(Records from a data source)
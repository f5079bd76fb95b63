//! JSON messages exchanged over the job socket.
//!
//! The client sends one [`JobRequest`] line; the server answers with one
//! [`WireEvent`] line per pipeline milestone until a terminal event.

use crate::job::{ConversationJob, parse_history};
use crate::pipeline::events::PipelineEvent;
use chrono::{SecondsFormat, Utc};
use serde::{Deserialize, Serialize};
use std::path::PathBuf;

/// A request to run one conversation turn.
#[derive(Debug, Clone, PartialEq, Serialize, Deserialize)]
pub struct JobRequest {
    /// Recorded user speech, readable by the server.
    pub audio_path: PathBuf,
    /// Defaults to the server's configured language.
    #[serde(default, skip_serializing_if = "Option::is_none")]
    pub language: Option<String>,
    /// Earlier turns as `[{"role": "user"|"assistant", "content": "..."}]`.
    /// Kept as raw JSON so a malformed history degrades instead of
    /// rejecting the whole request.
    #[serde(default, skip_serializing_if = "serde_json::Value::is_null")]
    pub history: serde_json::Value,
    #[serde(default, skip_serializing_if = "Option::is_none")]
    pub reference_image: Option<String>,
    #[serde(default, skip_serializing_if = "Option::is_none")]
    pub voice_sample: Option<String>,
    /// Client-chosen id; generated when absent.
    #[serde(default, skip_serializing_if = "Option::is_none")]
    pub job_id: Option<String>,
}

impl JobRequest {
    pub fn new(audio_path: impl Into<PathBuf>) -> Self {
        Self {
            audio_path: audio_path.into(),
            language: None,
            history: serde_json::Value::Null,
            reference_image: None,
            voice_sample: None,
            job_id: None,
        }
    }

    /// Serialize request to JSON string.
    pub fn to_json(&self) -> Result<String, serde_json::Error> {
        serde_json::to_string(self)
    }

    /// Deserialize request from JSON string.
    pub fn from_json(s: &str) -> Result<Self, serde_json::Error> {
        serde_json::from_str(s)
    }

    /// Build the job, filling unset fields from server defaults.
    pub fn into_job(self, default_language: &str) -> ConversationJob {
        let language = self
            .language
            .filter(|l| !l.is_empty())
            .unwrap_or_else(|| default_language.to_string());
        let mut job =
            ConversationJob::new(self.audio_path, language).with_history(parse_history(&self.history));
        if let Some(id) = self.job_id.filter(|id| !id.is_empty()) {
            job = job.with_id(id);
        }
        job.reference_image = self.reference_image;
        job.voice_sample = self.voice_sample;
        job
    }
}

/// A pipeline event as sent to clients.
#[derive(Debug, Clone, PartialEq, Serialize, Deserialize)]
pub struct WireEvent {
    /// Process-wide, strictly increasing.
    pub seq: u64,
    /// UTC send time, RFC 3339 with milliseconds.
    pub timestamp: String,
    #[serde(flatten)]
    pub event: PipelineEvent,
}

impl WireEvent {
    /// Attach a sequence number and the current time.
    pub fn stamp(seq: u64, event: PipelineEvent) -> Self {
        Self {
            seq,
            timestamp: Utc::now().to_rfc3339_opts(SecondsFormat::Millis, true),
            event,
        }
    }

    pub fn is_terminal(&self) -> bool {
        self.event.is_terminal()
    }

    /// Serialize event to JSON string.
    pub fn to_json(&self) -> Result<String, serde_json::Error> {
        serde_json::to_string(self)
    }

    /// Deserialize event from JSON string.
    pub fn from_json(s: &str) -> Result<Self, serde_json::Error> {
        serde_json::from_str(s)
    }
}

#[cfg(test)]
mod tests {
    use super::*;
    use crate::job::HistoryTurn;
    use serde_json::json;

    fn fixed(seq: u64, event: PipelineEvent) -> WireEvent {
        WireEvent {
            seq,
            timestamp: "2025-03-01T12:00:00.250Z".to_string(),
            event,
        }
    }

    #[test]
    fn video_chunk_wire_format() {
        let event = fixed(
            7,
            PipelineEvent::ChunkReady {
                chunk_index: 2,
                text_chunk: "It works.".to_string(),
                media_url: "/api/v1/videos/avatar_002.mp4".to_string(),
                elapsed_seconds: 4.5,
            },
        );
        assert_eq!(
            event.to_json().unwrap(),
            r#"{"seq":7,"timestamp":"2025-03-01T12:00:00.250Z","type":"video_chunk","chunk_index":2,"text_chunk":"It works.","media_url":"/api/v1/videos/avatar_002.mp4","elapsed_seconds":4.5}"#
        );
    }

    #[test]
    fn transcription_wire_format() {
        let event = fixed(
            1,
            PipelineEvent::Transcription {
                text: "hello".to_string(),
                language: "en".to_string(),
                elapsed_seconds: 0.8,
            },
        );
        assert_eq!(
            event.to_json().unwrap(),
            r#"{"seq":1,"timestamp":"2025-03-01T12:00:00.250Z","type":"transcription","text":"hello","language":"en","elapsed_seconds":0.8}"#
        );
    }

    #[test]
    fn llm_response_wire_format() {
        let event = fixed(
            2,
            PipelineEvent::ResponseText {
                text: "hello".to_string(),
                elapsed_seconds: 0.0,
                fallback: true,
            },
        );
        assert_eq!(
            event.to_json().unwrap(),
            r#"{"seq":2,"timestamp":"2025-03-01T12:00:00.250Z","type":"llm_response","text":"hello","elapsed_seconds":0.0,"fallback":true}"#
        );
    }

    #[test]
    fn complete_and_error_wire_format() {
        let complete = fixed(
            9,
            PipelineEvent::Complete {
                total_elapsed_seconds: 12.25,
                chunk_count: 3,
            },
        );
        assert_eq!(
            complete.to_json().unwrap(),
            r#"{"seq":9,"timestamp":"2025-03-01T12:00:00.250Z","type":"complete","total_elapsed_seconds":12.25,"chunk_count":3}"#
        );

        let error = fixed(
            10,
            PipelineEvent::Failure {
                message: "Transcription failed: no speech".to_string(),
                job_id: "20250301_120000_abcd1234".to_string(),
                elapsed_seconds: 0.5,
            },
        );
        assert_eq!(
            error.to_json().unwrap(),
            r#"{"seq":10,"timestamp":"2025-03-01T12:00:00.250Z","type":"error","message":"Transcription failed: no speech","job_id":"20250301_120000_abcd1234","elapsed_seconds":0.5}"#
        );
    }

    #[test]
    fn wire_event_parses_back() {
        let line = r#"{"seq":4,"timestamp":"2025-03-01T12:00:00.250Z","type":"complete","total_elapsed_seconds":1.0,"chunk_count":1}"#;
        let event = WireEvent::from_json(line).unwrap();
        assert_eq!(event.seq, 4);
        assert!(event.is_terminal());
    }

    #[test]
    fn stamp_uses_utc_millis() {
        let event = WireEvent::stamp(
            1,
            PipelineEvent::Complete {
                total_elapsed_seconds: 0.0,
                chunk_count: 0,
            },
        );
        assert!(event.timestamp.ends_with('Z'), "{}", event.timestamp);
        let parsed = chrono::DateTime::parse_from_rfc3339(&event.timestamp).unwrap();
        assert_eq!(parsed.timestamp_subsec_nanos() % 1_000_000, 0);
    }

    #[test]
    fn minimal_request_parses() {
        let request = JobRequest::from_json(r#"{"audio_path":"/tmp/q.wav"}"#).unwrap();
        assert_eq!(request, JobRequest::new("/tmp/q.wav"));
        assert_eq!(request.to_json().unwrap(), r#"{"audio_path":"/tmp/q.wav"}"#);
    }

    #[test]
    fn request_without_audio_path_is_rejected() {
        assert!(JobRequest::from_json(r#"{"language":"en"}"#).is_err());
        assert!(JobRequest::from_json("not json").is_err());
    }

    #[test]
    fn into_job_applies_defaults_and_overrides() {
        let request = JobRequest::from_json(
            &json!({
                "audio_path": "/tmp/q.wav",
                "history": [{"role": "user", "content": "hi"}],
                "reference_image": "alice.png",
                "job_id": "fixed-id"
            })
            .to_string(),
        )
        .unwrap();
        let job = request.into_job("es");
        assert_eq!(job.id, "fixed-id");
        assert_eq!(job.language, "es");
        assert_eq!(job.history, vec![HistoryTurn::user("hi")]);
        assert_eq!(job.reference_image.as_deref(), Some("alice.png"));
        assert_eq!(job.voice_sample, None);
    }

    #[test]
    fn into_job_tolerates_malformed_history() {
        let request = JobRequest::from_json(
            r#"{"audio_path":"/tmp/q.wav","language":"zh","history":"oops"}"#,
        )
        .unwrap();
        let job = request.into_job("en");
        assert_eq!(job.language, "zh");
        assert!(job.history.is_empty());
        assert!(!job.id.is_empty());
    }
}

§ Your task: Pick from the records each line that contains the word "Some" and show it.

§ Exercise solution:
        if let Some(id) = self.job_id.filter(|id| !id.is_empty()) {
        assert_eq!(job.reference_image.as_deref(), Some("alice.png"));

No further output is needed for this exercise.